▸ **TASK DESCRIPTION**
Please transcribe exactly, and only, the lines of the data below between the line holding "has no platform;" and the line holding "impl Default for", inclusive.

Collected data:
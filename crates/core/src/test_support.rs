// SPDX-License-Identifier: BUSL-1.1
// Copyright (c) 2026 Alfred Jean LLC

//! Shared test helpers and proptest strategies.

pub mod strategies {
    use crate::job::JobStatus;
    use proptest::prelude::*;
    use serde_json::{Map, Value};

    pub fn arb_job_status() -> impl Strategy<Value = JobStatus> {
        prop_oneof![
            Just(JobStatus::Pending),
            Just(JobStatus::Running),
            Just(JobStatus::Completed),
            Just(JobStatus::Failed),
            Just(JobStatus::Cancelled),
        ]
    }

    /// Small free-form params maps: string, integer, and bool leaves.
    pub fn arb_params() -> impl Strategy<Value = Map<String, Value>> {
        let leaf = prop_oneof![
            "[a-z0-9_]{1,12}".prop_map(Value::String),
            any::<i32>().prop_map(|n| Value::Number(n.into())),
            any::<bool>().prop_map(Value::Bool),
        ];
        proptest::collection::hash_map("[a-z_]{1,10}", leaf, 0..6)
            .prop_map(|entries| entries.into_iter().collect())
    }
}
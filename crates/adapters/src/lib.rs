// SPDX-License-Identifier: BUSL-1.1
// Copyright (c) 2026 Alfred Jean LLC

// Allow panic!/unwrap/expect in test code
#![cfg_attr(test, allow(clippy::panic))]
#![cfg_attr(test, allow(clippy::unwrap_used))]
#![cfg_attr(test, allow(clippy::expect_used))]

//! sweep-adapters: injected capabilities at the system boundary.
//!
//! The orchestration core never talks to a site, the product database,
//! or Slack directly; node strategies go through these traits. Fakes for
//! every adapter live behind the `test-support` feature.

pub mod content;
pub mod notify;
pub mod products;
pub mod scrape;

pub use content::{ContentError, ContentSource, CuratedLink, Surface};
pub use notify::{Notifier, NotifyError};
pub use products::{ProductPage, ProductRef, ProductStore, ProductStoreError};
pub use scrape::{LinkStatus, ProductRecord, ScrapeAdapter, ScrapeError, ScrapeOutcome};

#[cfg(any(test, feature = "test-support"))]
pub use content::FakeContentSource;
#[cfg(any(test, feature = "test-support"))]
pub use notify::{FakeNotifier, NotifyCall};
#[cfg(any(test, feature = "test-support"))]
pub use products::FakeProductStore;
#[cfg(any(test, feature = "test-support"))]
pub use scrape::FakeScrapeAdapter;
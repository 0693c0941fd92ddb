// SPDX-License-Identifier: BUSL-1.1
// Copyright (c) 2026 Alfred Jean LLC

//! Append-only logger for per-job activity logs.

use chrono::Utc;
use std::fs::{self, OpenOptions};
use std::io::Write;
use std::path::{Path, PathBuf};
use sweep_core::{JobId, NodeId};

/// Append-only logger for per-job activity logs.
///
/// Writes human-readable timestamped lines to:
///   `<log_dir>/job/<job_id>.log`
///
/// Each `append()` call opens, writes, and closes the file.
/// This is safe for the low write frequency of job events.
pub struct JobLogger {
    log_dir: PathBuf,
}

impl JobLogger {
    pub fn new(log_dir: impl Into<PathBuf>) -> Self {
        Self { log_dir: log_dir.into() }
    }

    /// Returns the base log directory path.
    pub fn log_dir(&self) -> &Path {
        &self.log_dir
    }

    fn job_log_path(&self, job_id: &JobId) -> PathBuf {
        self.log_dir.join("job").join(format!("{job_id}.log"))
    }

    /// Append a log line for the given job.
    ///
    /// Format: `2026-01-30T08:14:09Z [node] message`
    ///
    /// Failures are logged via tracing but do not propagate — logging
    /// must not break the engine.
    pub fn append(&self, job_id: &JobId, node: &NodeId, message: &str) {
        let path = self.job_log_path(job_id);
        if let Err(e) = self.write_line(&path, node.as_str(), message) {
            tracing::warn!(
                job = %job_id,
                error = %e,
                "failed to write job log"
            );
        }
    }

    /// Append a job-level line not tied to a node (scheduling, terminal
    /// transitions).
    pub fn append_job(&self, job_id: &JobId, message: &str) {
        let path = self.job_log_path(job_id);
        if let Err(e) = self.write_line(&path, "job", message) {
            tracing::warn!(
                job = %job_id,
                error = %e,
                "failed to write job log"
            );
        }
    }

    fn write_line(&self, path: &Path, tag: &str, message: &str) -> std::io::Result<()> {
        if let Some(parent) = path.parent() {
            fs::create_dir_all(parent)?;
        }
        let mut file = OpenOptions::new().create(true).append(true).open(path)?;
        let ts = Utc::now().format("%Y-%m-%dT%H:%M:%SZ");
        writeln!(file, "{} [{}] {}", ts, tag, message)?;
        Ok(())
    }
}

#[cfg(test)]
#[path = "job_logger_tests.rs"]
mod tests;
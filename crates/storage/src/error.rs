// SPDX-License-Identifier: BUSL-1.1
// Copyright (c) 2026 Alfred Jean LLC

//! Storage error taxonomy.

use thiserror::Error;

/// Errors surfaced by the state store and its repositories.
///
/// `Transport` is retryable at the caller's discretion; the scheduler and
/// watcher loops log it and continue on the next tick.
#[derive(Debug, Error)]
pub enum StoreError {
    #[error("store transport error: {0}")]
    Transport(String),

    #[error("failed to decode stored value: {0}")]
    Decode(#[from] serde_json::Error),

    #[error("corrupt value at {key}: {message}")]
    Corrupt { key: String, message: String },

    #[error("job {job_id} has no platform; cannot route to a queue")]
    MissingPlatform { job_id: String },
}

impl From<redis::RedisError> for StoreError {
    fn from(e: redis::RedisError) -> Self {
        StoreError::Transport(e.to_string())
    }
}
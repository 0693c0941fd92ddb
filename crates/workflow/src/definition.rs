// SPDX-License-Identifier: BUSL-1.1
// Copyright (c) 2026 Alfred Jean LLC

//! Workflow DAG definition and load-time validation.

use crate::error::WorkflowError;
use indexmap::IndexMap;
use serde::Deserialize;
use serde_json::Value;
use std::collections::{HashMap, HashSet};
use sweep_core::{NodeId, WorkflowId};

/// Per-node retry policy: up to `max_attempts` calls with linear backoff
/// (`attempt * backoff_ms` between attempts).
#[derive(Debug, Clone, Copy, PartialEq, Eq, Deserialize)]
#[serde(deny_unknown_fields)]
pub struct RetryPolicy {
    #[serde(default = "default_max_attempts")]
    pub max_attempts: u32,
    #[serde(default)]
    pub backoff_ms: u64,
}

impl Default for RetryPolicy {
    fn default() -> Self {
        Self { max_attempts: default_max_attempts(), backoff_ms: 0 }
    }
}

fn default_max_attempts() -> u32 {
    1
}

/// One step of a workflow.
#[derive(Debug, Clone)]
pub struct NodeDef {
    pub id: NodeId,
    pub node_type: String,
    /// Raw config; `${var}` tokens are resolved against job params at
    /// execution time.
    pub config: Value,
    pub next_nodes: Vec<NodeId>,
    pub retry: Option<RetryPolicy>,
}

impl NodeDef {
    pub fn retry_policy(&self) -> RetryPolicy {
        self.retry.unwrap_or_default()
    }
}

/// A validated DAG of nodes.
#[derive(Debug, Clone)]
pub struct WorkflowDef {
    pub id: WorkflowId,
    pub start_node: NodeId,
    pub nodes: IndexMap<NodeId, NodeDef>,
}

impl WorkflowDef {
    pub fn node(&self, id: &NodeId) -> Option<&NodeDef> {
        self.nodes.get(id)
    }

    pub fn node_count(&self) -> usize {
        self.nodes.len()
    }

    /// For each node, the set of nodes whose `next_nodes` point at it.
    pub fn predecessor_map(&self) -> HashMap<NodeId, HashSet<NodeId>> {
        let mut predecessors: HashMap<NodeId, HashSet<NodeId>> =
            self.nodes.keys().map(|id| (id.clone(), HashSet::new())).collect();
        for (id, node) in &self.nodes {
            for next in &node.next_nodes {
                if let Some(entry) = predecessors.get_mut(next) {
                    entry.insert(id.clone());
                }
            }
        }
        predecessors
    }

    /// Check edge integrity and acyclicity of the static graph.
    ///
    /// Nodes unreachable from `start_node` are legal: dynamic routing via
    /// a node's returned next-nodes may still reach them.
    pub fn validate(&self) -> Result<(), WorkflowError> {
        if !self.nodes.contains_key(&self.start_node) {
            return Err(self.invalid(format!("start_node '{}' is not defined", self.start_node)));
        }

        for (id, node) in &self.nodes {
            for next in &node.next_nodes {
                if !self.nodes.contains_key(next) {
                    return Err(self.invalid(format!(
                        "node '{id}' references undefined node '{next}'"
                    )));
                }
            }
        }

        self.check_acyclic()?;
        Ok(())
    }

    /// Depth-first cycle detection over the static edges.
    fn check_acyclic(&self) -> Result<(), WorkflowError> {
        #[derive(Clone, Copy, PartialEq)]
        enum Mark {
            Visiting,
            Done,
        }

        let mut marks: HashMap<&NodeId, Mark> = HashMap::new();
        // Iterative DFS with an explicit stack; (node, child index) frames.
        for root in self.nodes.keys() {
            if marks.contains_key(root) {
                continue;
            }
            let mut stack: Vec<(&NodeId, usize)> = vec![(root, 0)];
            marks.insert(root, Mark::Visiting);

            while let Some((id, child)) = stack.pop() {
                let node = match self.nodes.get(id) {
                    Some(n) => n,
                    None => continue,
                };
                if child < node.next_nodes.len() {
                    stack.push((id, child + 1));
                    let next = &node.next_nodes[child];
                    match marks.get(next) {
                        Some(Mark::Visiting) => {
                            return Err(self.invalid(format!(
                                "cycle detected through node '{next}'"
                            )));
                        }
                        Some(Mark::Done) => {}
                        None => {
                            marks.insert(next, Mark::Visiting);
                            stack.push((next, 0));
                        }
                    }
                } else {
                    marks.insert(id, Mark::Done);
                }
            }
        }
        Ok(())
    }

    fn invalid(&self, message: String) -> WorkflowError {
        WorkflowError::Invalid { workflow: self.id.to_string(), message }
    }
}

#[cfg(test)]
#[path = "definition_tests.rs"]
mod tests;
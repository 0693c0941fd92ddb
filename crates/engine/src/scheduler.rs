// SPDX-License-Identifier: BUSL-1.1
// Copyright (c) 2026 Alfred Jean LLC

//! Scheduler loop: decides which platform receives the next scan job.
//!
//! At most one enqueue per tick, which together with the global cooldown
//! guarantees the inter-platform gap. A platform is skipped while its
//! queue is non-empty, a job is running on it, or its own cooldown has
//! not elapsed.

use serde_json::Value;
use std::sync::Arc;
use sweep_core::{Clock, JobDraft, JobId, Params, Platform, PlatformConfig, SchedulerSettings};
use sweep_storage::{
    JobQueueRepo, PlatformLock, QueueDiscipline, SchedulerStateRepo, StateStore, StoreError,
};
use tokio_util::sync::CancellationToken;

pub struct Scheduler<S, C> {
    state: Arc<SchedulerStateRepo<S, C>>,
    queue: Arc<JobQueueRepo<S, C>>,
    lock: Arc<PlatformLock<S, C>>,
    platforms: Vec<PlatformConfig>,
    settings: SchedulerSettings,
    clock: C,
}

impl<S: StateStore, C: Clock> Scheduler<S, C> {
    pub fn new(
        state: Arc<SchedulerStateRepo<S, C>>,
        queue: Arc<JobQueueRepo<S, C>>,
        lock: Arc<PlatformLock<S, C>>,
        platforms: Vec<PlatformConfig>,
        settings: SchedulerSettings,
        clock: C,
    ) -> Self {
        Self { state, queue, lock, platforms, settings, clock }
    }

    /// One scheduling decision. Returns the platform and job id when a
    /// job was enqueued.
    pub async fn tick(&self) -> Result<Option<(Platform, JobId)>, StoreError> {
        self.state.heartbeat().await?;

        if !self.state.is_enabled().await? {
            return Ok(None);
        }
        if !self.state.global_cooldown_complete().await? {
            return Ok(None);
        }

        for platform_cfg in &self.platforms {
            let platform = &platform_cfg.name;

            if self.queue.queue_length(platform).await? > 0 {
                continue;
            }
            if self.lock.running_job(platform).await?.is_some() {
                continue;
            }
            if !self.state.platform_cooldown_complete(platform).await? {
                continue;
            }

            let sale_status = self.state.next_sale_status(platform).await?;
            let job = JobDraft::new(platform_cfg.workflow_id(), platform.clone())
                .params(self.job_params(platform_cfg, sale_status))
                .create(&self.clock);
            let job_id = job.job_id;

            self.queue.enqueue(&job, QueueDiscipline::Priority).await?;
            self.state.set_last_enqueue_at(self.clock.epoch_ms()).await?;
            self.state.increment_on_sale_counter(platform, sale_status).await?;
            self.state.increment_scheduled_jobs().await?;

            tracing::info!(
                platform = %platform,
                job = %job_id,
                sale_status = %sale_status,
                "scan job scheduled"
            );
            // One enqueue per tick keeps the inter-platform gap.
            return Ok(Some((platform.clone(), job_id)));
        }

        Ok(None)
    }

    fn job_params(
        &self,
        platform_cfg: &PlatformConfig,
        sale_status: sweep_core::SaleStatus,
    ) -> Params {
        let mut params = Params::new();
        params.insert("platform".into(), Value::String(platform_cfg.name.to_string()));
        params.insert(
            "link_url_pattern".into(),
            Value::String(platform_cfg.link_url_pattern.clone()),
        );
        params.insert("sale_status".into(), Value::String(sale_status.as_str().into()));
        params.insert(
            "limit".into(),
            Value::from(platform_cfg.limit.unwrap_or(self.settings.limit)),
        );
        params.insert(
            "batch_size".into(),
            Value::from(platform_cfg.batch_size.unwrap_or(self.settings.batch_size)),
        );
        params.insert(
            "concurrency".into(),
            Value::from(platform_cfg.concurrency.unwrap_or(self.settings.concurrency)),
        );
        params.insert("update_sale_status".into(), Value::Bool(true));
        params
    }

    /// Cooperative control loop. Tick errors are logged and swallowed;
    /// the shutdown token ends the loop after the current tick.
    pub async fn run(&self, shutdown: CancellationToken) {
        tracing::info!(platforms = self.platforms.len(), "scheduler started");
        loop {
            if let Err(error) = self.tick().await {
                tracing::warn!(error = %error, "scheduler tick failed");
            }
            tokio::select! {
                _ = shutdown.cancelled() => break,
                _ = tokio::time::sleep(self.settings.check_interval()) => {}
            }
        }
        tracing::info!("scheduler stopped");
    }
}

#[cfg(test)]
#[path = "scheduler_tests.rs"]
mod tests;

▸ **ANSWER TO THIS EXERCISE**
    #[error("job {job_id} has no platform; cannot route to a queue")]
    MissingPlatform { job_id: String },
}

impl From<redis::RedisError> for StoreError {
    fn from(e: redis::RedisError) -> Self {
        StoreError::Transport(e.to_string())
    }
}
repository 0693c0941fd92ddb
filename crates/workflow/src/definition.rs
// SPDX-License-Identifier: BUSL-1.1
// Copyright (c) 2026 Alfred Jean LLC

//! Workflow DAG definition and load-time validation.

use crate::error::WorkflowError;
use indexmap::IndexMap;
use serde::Deserialize;
use serde_json::Value;
use std::collections::{HashMap, HashSet};
use sweep_core::{NodeId, WorkflowId};

/// Per-node retry policy: up to `max_attempts` calls with linear backoff
/// (`attempt * backoff_ms` between attempts).
#[derive(Debug, Clone, Copy, PartialEq, Eq, Deserialize)]
#[serde(deny_unknown_fields)]
pub struct RetryPolicy {
    #[serde(default = "default_max_attempts")]
    pub max_attempts: u32,
    #[serde(default)]
    pub backoff_ms: u64,
}

impl Default for RetryPolicy {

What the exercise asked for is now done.